The bandwidth of each tier is a function both of the number of feeds that are
crawled and of the fan-out from each crawler to the filters.
Figure 12 shows the total bandwidth consumption
of each tier of the Cobra network for each of the four topologies evaluated.
As the figure shows, total bandwidth consumption remains
fairly low despite the large number of users and feeds, owing mainly
to the effective use of intelligent crawling. Note that due to the relatively
large number of subscriptions in each topology, the
selectivity of the filter tier is nearly 1; every article will match
some user subscription, so there is no noticeable reduction in bandwidth
from the filter tier (the very slight increase in bandwidth is due to
the addition of header fields to each article). One potential area for
future work is finding ways to reduce the selectivity of the filter tier.
If the filters' selectivity can be reduced, that will reduce not only the
filters' bandwidth consumption, but also the number of
reflectors needed to process and store the (fewer) articles sent from the filters.
One way to lower filter selectivity may be to assign subscriptions to filters based on
similarity (rather than the current random assignment); if all of the
subscriptions on a filter tend towards a single, related set of topics,
then more articles may fail to match any those subscriptions.
We are also interested in the intra-network latency for an
updated article passing through the three tiers of the Cobra network.
To gather this data, we instrumented the crawler, filter, and
reflector to send a packet to a central logging host every time a
given article was (1) generated by the crawler, (2) received at a filter,
(2) matched by the filter, and (3) delivered to the reflector.
Although network latency between
the logging host and the Cobra nodes can affect these results, we
believe these latencies to be small compared to the Cobra overhead.

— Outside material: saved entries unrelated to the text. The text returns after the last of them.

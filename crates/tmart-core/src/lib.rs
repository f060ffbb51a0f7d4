//! Core domain model for the technology metrics mart.
//!
//! Everything here is plain data: tracked technologies, the per-source metric
//! records connectors produce, the append-only staging rows those records
//! become, and the latest-value datamart derived from staging.

use std::collections::BTreeMap;
use std::fmt;
use std::path::PathBuf;
use std::str::FromStr;

use chrono::{DateTime, Utc};
use serde::{Deserialize, Serialize};
use thiserror::Error;
use uuid::Uuid;

pub const CRATE_NAME: &str = "tmart-core";

/// Metrics produced by the repository-metrics source.
pub const GITHUB_METRICS: &[&str] = &[
    "github_repository",
    "language",
    "stars",
    "forks",
    "watchers",
    "open_issues",
    "size_kb",
    "created_at",
    "updated_at",
    "total_contributors",
    "total_commits",
    "commits_last_year",
    "commits_last_month",
];

/// Metrics produced by the package-downloads source.
pub const PYPI_METRICS: &[&str] = &[
    "pypi_name",
    "total_downloads_alltime",
    "downloads_last_month",
    "downloads_last_year",
];

/// External system a metric was observed in.
///
/// The declaration order is also the merge order when a datamart row is
/// assembled across sources.
#[derive(Debug, Clone, Copy, PartialEq, Eq, PartialOrd, Ord, Hash, Serialize, Deserialize)]
#[serde(rename_all = "lowercase")]
pub enum SourceTag {
    Github,
    Pypi,
}

impl SourceTag {
    pub const ALL: [SourceTag; 2] = [SourceTag::Github, SourceTag::Pypi];

    pub fn as_str(self) -> &'static str {
        match self {
            SourceTag::Github => "github",
            SourceTag::Pypi => "pypi",
        }
    }

    /// Name of the append-only staging table owned by this source.
    pub fn staging_table(self) -> &'static str {
        match self {
            SourceTag::Github => "staging_github_repo_metrics",
            SourceTag::Pypi => "staging_pypi_download_stats",
        }
    }

    pub fn metric_catalog(self) -> &'static [&'static str] {
        match self {
            SourceTag::Github => GITHUB_METRICS,
            SourceTag::Pypi => PYPI_METRICS,
        }
    }
}

impl fmt::Display for SourceTag {
    fn fmt(&self, f: &mut fmt::Formatter<'_>) -> fmt::Result {
        f.write_str(self.as_str())
    }
}

impl FromStr for SourceTag {
    type Err = String;

    fn from_str(s: &str) -> Result<Self, Self::Err> {
        match s.trim().to_ascii_lowercase().as_str() {
            "github" => Ok(SourceTag::Github),
            "pypi" => Ok(SourceTag::Pypi),
            other => Err(format!("unknown source `{other}`")),
        }
    }
}

/// Canonical form of a technology name.
///
/// Names are the only join key between sources, staging and the datamart, so
/// this is the single place where spelling differences are folded away:
/// surrounding whitespace is trimmed, ASCII letters are lowercased and runs of
/// whitespace, `_` or `-` collapse to one `-`.
pub fn canonical_name(raw: &str) -> String {
    let mut out = String::with_capacity(raw.len());
    let mut pending_separator = false;
    for ch in raw.trim().chars() {
        if ch.is_whitespace() || ch == '_' || ch == '-' {
            pending_separator = true;
            continue;
        }
        if pending_separator && !out.is_empty() {
            out.push('-');
        }
        pending_separator = false;
        out.push(ch.to_ascii_lowercase());
    }
    out
}

/// A tracked technology as declared in the registry. Immutable after load.
#[derive(Debug, Clone, PartialEq, Eq, Serialize, Deserialize)]
pub struct Technology {
    /// Canonical name; see [`canonical_name`].
    pub name: String,
    pub display_name: String,
    /// `owner/repo` on the code-hosting platform.
    pub github_repository: Option<String>,
    pub pypi_package: Option<String>,
}

impl Technology {
    pub fn new(display_name: impl Into<String>) -> Self {
        let display_name = display_name.into();
        Self {
            name: canonical_name(&display_name),
            display_name,
            github_repository: None,
            pypi_package: None,
        }
    }

    pub fn with_github(mut self, repository: impl Into<String>) -> Self {
        self.github_repository = Some(repository.into());
        self
    }

    pub fn with_pypi(mut self, package: impl Into<String>) -> Self {
        self.pypi_package = Some(package.into());
        self
    }

    /// Identifier of this technology within `source`, if it is tracked there.
    pub fn identifier(&self, source: SourceTag) -> Option<&str> {
        match source {
            SourceTag::Github => self.github_repository.as_deref(),
            SourceTag::Pypi => self.pypi_package.as_deref(),
        }
    }
}

/// Splits an `owner/repo` path. Both halves must be non-empty and there must
/// be exactly one slash.
pub fn split_repository(path: &str) -> Option<(&str, &str)> {
    let (owner, repo) = path.trim().split_once('/')?;
    if owner.is_empty() || repo.is_empty() || repo.contains('/') {
        return None;
    }
    Some((owner, repo))
}

#[derive(Debug, Clone, Copy, PartialEq, Eq, Serialize, Deserialize)]
#[serde(rename_all = "snake_case")]
pub enum ValueKind {
    Integer,
    Float,
    Text,
    Timestamp,
}

impl ValueKind {
    pub fn as_str(self) -> &'static str {
        match self {
            ValueKind::Integer => "integer",
            ValueKind::Float => "float",
            ValueKind::Text => "text",
            ValueKind::Timestamp => "timestamp",
        }
    }
}

impl FromStr for ValueKind {
    type Err = ValueDecodeError;

    fn from_str(s: &str) -> Result<Self, Self::Err> {
        match s {
            "integer" => Ok(ValueKind::Integer),
            "float" => Ok(ValueKind::Float),
            "text" => Ok(ValueKind::Text),
            "timestamp" => Ok(ValueKind::Timestamp),
            other => Err(ValueDecodeError::UnknownKind(other.to_string())),
        }
    }
}

#[derive(Debug, Clone, PartialEq, Eq, Error)]
pub enum ValueDecodeError {
    #[error("unknown value kind `{0}`")]
    UnknownKind(String),
    #[error("`{value}` is not a valid {kind}: {reason}")]
    Invalid {
        kind: &'static str,
        value: String,
        reason: String,
    },
}

/// Typed metric value.
#[derive(Debug, Clone, PartialEq, Serialize, Deserialize)]
#[serde(tag = "kind", content = "value", rename_all = "snake_case")]
pub enum MetricValue {
    Integer(i64),
    Float(f64),
    Text(String),
    Timestamp(DateTime<Utc>),
}

impl MetricValue {
    pub fn kind(&self) -> ValueKind {
        match self {
            MetricValue::Integer(_) => ValueKind::Integer,
            MetricValue::Float(_) => ValueKind::Float,
            MetricValue::Text(_) => ValueKind::Text,
            MetricValue::Timestamp(_) => ValueKind::Timestamp,
        }
    }

    /// Text encoding used by staging storage.
    pub fn encode(&self) -> String {
        match self {
            MetricValue::Integer(v) => v.to_string(),
            MetricValue::Float(v) => v.to_string(),
            MetricValue::Text(v) => v.clone(),
            MetricValue::Timestamp(v) => v.to_rfc3339(),
        }
    }

    pub fn decode(kind: &str, text: &str) -> Result<Self, ValueDecodeError> {
        let kind: ValueKind = kind.parse()?;
        let invalid = |reason: String| ValueDecodeError::Invalid {
            kind: kind.as_str(),
            value: text.to_string(),
            reason,
        };
        match kind {
            ValueKind::Integer => text
                .trim()
                .parse::<i64>()
                .map(MetricValue::Integer)
                .map_err(|e| invalid(e.to_string())),
            ValueKind::Float => {
                let v = text.trim().parse::<f64>().map_err(|e| invalid(e.to_string()))?;
                if v.is_finite() {
                    Ok(MetricValue::Float(v))
                } else {
                    Err(invalid("not finite".to_string()))
                }
            }
            ValueKind::Text => Ok(MetricValue::Text(text.to_string())),
            ValueKind::Timestamp => DateTime::parse_from_rfc3339(text.trim())
                .map(|t| MetricValue::Timestamp(t.with_timezone(&Utc)))
                .map_err(|e| invalid(e.to_string())),
        }
    }

    pub fn as_i64(&self) -> Option<i64> {
        match self {
            MetricValue::Integer(v) => Some(*v),
            _ => None,
        }
    }
}

impl fmt::Display for MetricValue {
    fn fmt(&self, f: &mut fmt::Formatter<'_>) -> fmt::Result {
        f.write_str(&self.encode())
    }
}

/// One observation from one source for one technology.
#[derive(Debug, Clone, PartialEq, Serialize, Deserialize)]
pub struct RawMetricRecord {
    pub technology: String,
    pub source: SourceTag,
    pub metric: String,
    pub value: MetricValue,
    /// Capture time, stamped by the connector once the response parsed.
    pub observed_at: DateTime<Utc>,
}

impl RawMetricRecord {
    pub fn new(
        technology: impl Into<String>,
        source: SourceTag,
        metric: impl Into<String>,
        value: MetricValue,
        observed_at: DateTime<Utc>,
    ) -> Self {
        Self {
            technology: technology.into(),
            source,
            metric: metric.into(),
            value,
            observed_at,
        }
    }
}

/// A persisted staging row. `seq` is the physical insertion order within the
/// source's staging table and breaks ties between equal `observed_at` values.
#[derive(Debug, Clone, PartialEq, Eq, Serialize, Deserialize)]
pub struct StagingRow {
    pub seq: u64,
    pub run_id: Uuid,
    pub source: SourceTag,
    pub technology: String,
    pub metric: String,
    pub value_kind: String,
    pub value: String,
    pub observed_at: DateTime<Utc>,
}

impl StagingRow {
    pub fn from_record(seq: u64, run_id: Uuid, record: &RawMetricRecord) -> Self {
        Self {
            seq,
            run_id,
            source: record.source,
            technology: record.technology.clone(),
            metric: record.metric.clone(),
            value_kind: record.value.kind().as_str().to_string(),
            value: record.value.encode(),
            observed_at: record.observed_at,
        }
    }

    pub fn decode_value(&self) -> Result<MetricValue, ValueDecodeError> {
        MetricValue::decode(&self.value_kind, &self.value)
    }
}

/// The selected value of one metric in the datamart, with its provenance.
#[derive(Debug, Clone, PartialEq, Serialize, Deserialize)]
pub struct DatamartCell {
    pub source: SourceTag,
    pub value: MetricValue,
    pub observed_at: DateTime<Utc>,
    /// Staging `seq` of the row the value was taken from.
    pub staging_seq: u64,
}

/// One wide row per technology. A metric that has never been observed is
/// absent from `metrics`, never defaulted.
#[derive(Debug, Clone, PartialEq, Default, Serialize, Deserialize)]
pub struct DatamartRow {
    pub technology: String,
    pub metrics: BTreeMap<String, DatamartCell>,
}

impl DatamartRow {
    pub fn new(technology: impl Into<String>) -> Self {
        Self {
            technology: technology.into(),
            metrics: BTreeMap::new(),
        }
    }

    pub fn get(&self, metric: &str) -> Option<&MetricValue> {
        self.metrics.get(metric).map(|cell| &cell.value)
    }
}

/// The complete datamart as produced by one rebuild.
#[derive(Debug, Clone, PartialEq, Serialize, Deserialize)]
pub struct DatamartSnapshot {
    pub run_id: Uuid,
    pub built_at: DateTime<Utc>,
    /// Sorted by technology name.
    pub rows: Vec<DatamartRow>,
}

impl DatamartSnapshot {
    pub fn row(&self, technology: &str) -> Option<&DatamartRow> {
        self.rows
            .binary_search_by(|row| row.technology.as_str().cmp(technology))
            .ok()
            .map(|idx| &self.rows[idx])
    }

    /// Number of (technology, metric) pairs.
    pub fn metric_count(&self) -> usize {
        self.rows.iter().map(|row| row.metrics.len()).sum()
    }
}

/// Fatal pre-flight errors: bad registry or missing process configuration.
#[derive(Debug, Error)]
pub enum ConfigError {
    #[error("reading {path}: {source}")]
    Io {
        path: PathBuf,
        #[source]
        source: std::io::Error,
    },
    #[error("parsing {path}: {message}")]
    Parse { path: PathBuf, message: String },
    #[error("missing required environment variable {0}")]
    MissingVar(String),
    #[error("invalid value for {field}: {reason}")]
    InvalidValue { field: String, reason: String },
    #[error("duplicate technology `{name}` (entries {first} and {second})")]
    DuplicateTechnology {
        name: String,
        first: usize,
        second: usize,
    },
    #[error("invalid technology entry {index}: {reason}")]
    InvalidTechnology { index: usize, reason: String },
    #[error("metric `{metric}` is enabled for both {first} and {second}")]
    MetricCollision {
        metric: String,
        first: SourceTag,
        second: SourceTag,
    },
    #[error("source {tag} does not produce metric `{metric}`")]
    UnknownMetric { tag: SourceTag, metric: String },
    #[error("registry lists no technologies")]
    EmptyRegistry,
}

Figure 13: CDF of intra-network latency for various topologies.
This experiment shows that the intra-network latency is largely a factor of the
processing load on filter and reflectors.
Figure 13 shows a CDF of the latency for each
of the four topologies. As the figure shows, the fastest update times
were observed on the 1M feeds / 10M subs topology, with
a median latency of 5.06 sec, whereas the slowest update times were
exhibited by the 250K feeds / 40M subs topology, with a
median latency of 34.22 sec. However, the relationship is not simply
that intra-network latency increases with the number of users; the median
latency of the 100K feeds / 1M subs topology was 30.81 sec - nearly
as slow as the 250K feeds / 40M subs topology. Instead, latency
appears more closely related to
the number of subscriptions stored per node (rather than in total),
as shown in Figure .
Figure 14: Intra-network latency as a function of subscriptions per Filter.
This figure shows the relationship between intra-network latency and the number
of subscriptions stored on each Filter (note that in each of these topologies, the
number of filters equals the number of reflectors, and thus the x-axis is equivalent
to "Subscriptions per Reflector (K)").
As mentioned at the end of section 3.2,
nodes are able to throttle the rate at which they are passed data from other
nodes. This is the primary source of intra-network latency; article updates
detected by crawlers are delayed in reaching reflectors because of
processing congestion on filters and/or reflectors. Since the time for a filter
(or reflector) to process an article is related to the number of subscriptions
that must be checked (see figure 10), topologies with
larger numbers of subscriptions per node exhibit longer processing times,
leading to rate-throttling of upstream services and thus larger intra-network
latencies. Figure 14 shows a clear relationship
between the number of subscriptions per node and the intra-network latencies.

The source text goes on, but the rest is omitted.